Exercise materials section start
use axum::{
    Router,
    extract::{Request, State},
    http::StatusCode,
    middleware::{self, Next},
    response::Response,
    routing::{get, post},
};
use axum_extra::extract::CookieJar;
use engine::{Currency, Engine};
use uuid::Uuid;

use std::sync::Arc;

use crate::{SessionStore, categories, dashboard, flows, user, wallets};

/// Name of the cookie carrying the session id.
pub(crate) const SESSION_COOKIE: &str = "session_id";
/// Name of the cookie remembering the last requested base currency.
pub(crate) const BASE_COOKIE: &str = "base";

#[derive(Clone)]
pub struct ServerState {
    pub engine: Arc<Engine>,
    pub sessions: Arc<SessionStore>,
    /// Base currency of read views when neither `?base=` nor the base cookie
    /// names one.
    pub default_base: Currency,
}

impl ServerState {
    pub fn new(engine: Arc<Engine>, default_base: Currency) -> Self {
        Self {
            engine,
            sessions: Arc::new(SessionStore::new()),
            default_base,
        }
    }
}

/// The user a request acts for, resolved from its session cookie.
#[derive(Clone, Copy, Debug)]
pub(crate) struct CurrentUser(pub Uuid);

async fn auth(
    State(state): State<ServerState>,
    jar: CookieJar,
    mut request: Request,
    next: Next,
) -> Result<Response, StatusCode> {
    let user_id = jar
        .get(SESSION_COOKIE)
        .and_then(|cookie| state.sessions.get(cookie.value()))
        .ok_or(StatusCode::UNAUTHORIZED)?;

    request.extensions_mut().insert(CurrentUser(user_id));
    Ok(next.run(request).await)
}

fn router(state: ServerState) -> Router {
    let protected = Router::new()
        .route("/logout", post(user::logout))
        .route("/dashboard", get(dashboard::get))
        .route("/currencies", get(dashboard::currencies))
        .route("/wallets", post(wallets::wallet_new))
        .route(
            "/wallets/{wallet_id}",
            get(wallets::get)
                .patch(wallets::rename)
                .delete(wallets::delete),
        )
        .route("/wallets/{wallet_id}/share", post(wallets::share))
        .route("/wallets/{wallet_id}/flows", post(flows::flow_new))
        .route("/wallets/{wallet_id}/balance", post(flows::balance_set))
        .route(
            "/flows/{flow_id}",
            get(flows::get).patch(flows::update).delete(flows::delete),
        )
        .route(
            "/categories",
            get(categories::list).post(categories::category_new),
        )
        .route(
            "/categories/{category_id}",
            axum::routing::patch(categories::rename),
        )
        .route_layer(middleware::from_fn_with_state(state.clone(), auth));

    Router::new()
        .route("/register", post(user::register))
        .route("/login", post(user::login))
        .merge(protected)
        .with_state(state)
}

pub async fn run_with_listener(
    state: ServerState,
    listener: tokio::net::TcpListener,
) -> Result<(), std::io::Error> {
    let addr = listener.local_addr()?;
    tracing::info!("Server listening on {}", addr);

    axum::serve(listener, router(state)).await
}
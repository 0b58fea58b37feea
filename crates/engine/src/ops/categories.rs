use uuid::Uuid;

use crate::{Category, EngineError, ResultEngine, util::normalize_required_name};

use super::{Engine, with_tx};

impl Engine {
    /// Return the category called `name`, creating it when missing.
    pub async fn add_category(&self, name: &str) -> ResultEngine<Category> {
        let name = normalize_required_name(name, "category")?;

        with_tx!(self, catalog, |tx| {
            if let Some(existing) = tx.category_by_name(&name).await? {
                return Ok(existing);
            }
            let category = Category::new(name.clone());
            tx.insert_category(&category).await?;
            tracing::debug!(category_id = %category.id, name = %category.name, "category created");
            Ok(category)
        })
    }

    /// Rename a category. Taking the name of another category is rejected.
    pub async fn rename_category(&self, category_id: Uuid, name: &str) -> ResultEngine<Category> {
        let name = normalize_required_name(name, "category")?;

        with_tx!(self, catalog, |tx| {
            let mut category = tx
                .category(category_id)
                .await?
                .ok_or_else(|| EngineError::KeyNotFound("category not exists".to_string()))?;
            match tx.category_by_name(&name).await? {
                Some(other) if other.id != category_id => {
                    return Err(EngineError::ExistingKey(name.clone()));
                }
                Some(_) => return Ok(category),
                None => {}
            }
            category.name = name.clone();
            tx.update_category(&category).await?;
            Ok(category)
        })
    }

    /// Every category, sorted by name.
    pub async fn categories(&self) -> ResultEngine<Vec<Category>> {
        with_tx!(self, |tx| tx.categories().await)
    }
}
//! Registered users.
//!
//! Wallet owners and flow operators reference users by id; the username is
//! only used to log in and to share a wallet.

use sea_orm::entity::{ActiveValue, prelude::*};
use uuid::Uuid;

use crate::{ResultEngine, util::parse_uuid};

#[derive(Clone, Debug, PartialEq, Eq)]
pub struct User {
    pub id: Uuid,
    pub username: String,
    pub password: String,
}

impl User {
    pub fn new(username: String, password: String) -> Self {
        Self {
            id: Uuid::new_v4(),
            username,
            password,
        }
    }
}

#[derive(Clone, Debug, PartialEq, DeriveEntityModel)]
#[sea_orm(table_name = "users")]
pub struct Model {
    #[sea_orm(primary_key, auto_increment = false)]
    pub id: String,
    #[sea_orm(unique)]
    pub username: String,
    pub password: String,
}

#[derive(Copy, Clone, Debug, EnumIter, DeriveRelation)]
pub enum Relation {}

impl ActiveModelBehavior for ActiveModel {}

impl From<&User> for ActiveModel {
    fn from(value: &User) -> Self {
        Self {
            id: ActiveValue::Set(value.id.to_string()),
            username: ActiveValue::Set(value.username.clone()),
            password: ActiveValue::Set(value.password.clone()),
        }
    }
}

impl TryFrom<Model> for User {
    type Error = crate::EngineError;

    fn try_from(model: Model) -> ResultEngine<Self> {
        Ok(Self {
            id: parse_uuid(&model.id, "user")?,
            username: model.username,
            password: model.password,
        })
    }
}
Exercise materials section end
Work to be completed => Where a line above contains the string "flows", copy that line.

Written solution =>
use crate::{SessionStore, categories, dashboard, flows, user, wallets};
        .route("/wallets/{wallet_id}/flows", post(flows::flow_new))
        .route("/wallets/{wallet_id}/balance", post(flows::balance_set))
            "/flows/{flow_id}",
            get(flows::get).patch(flows::update).delete(flows::delete),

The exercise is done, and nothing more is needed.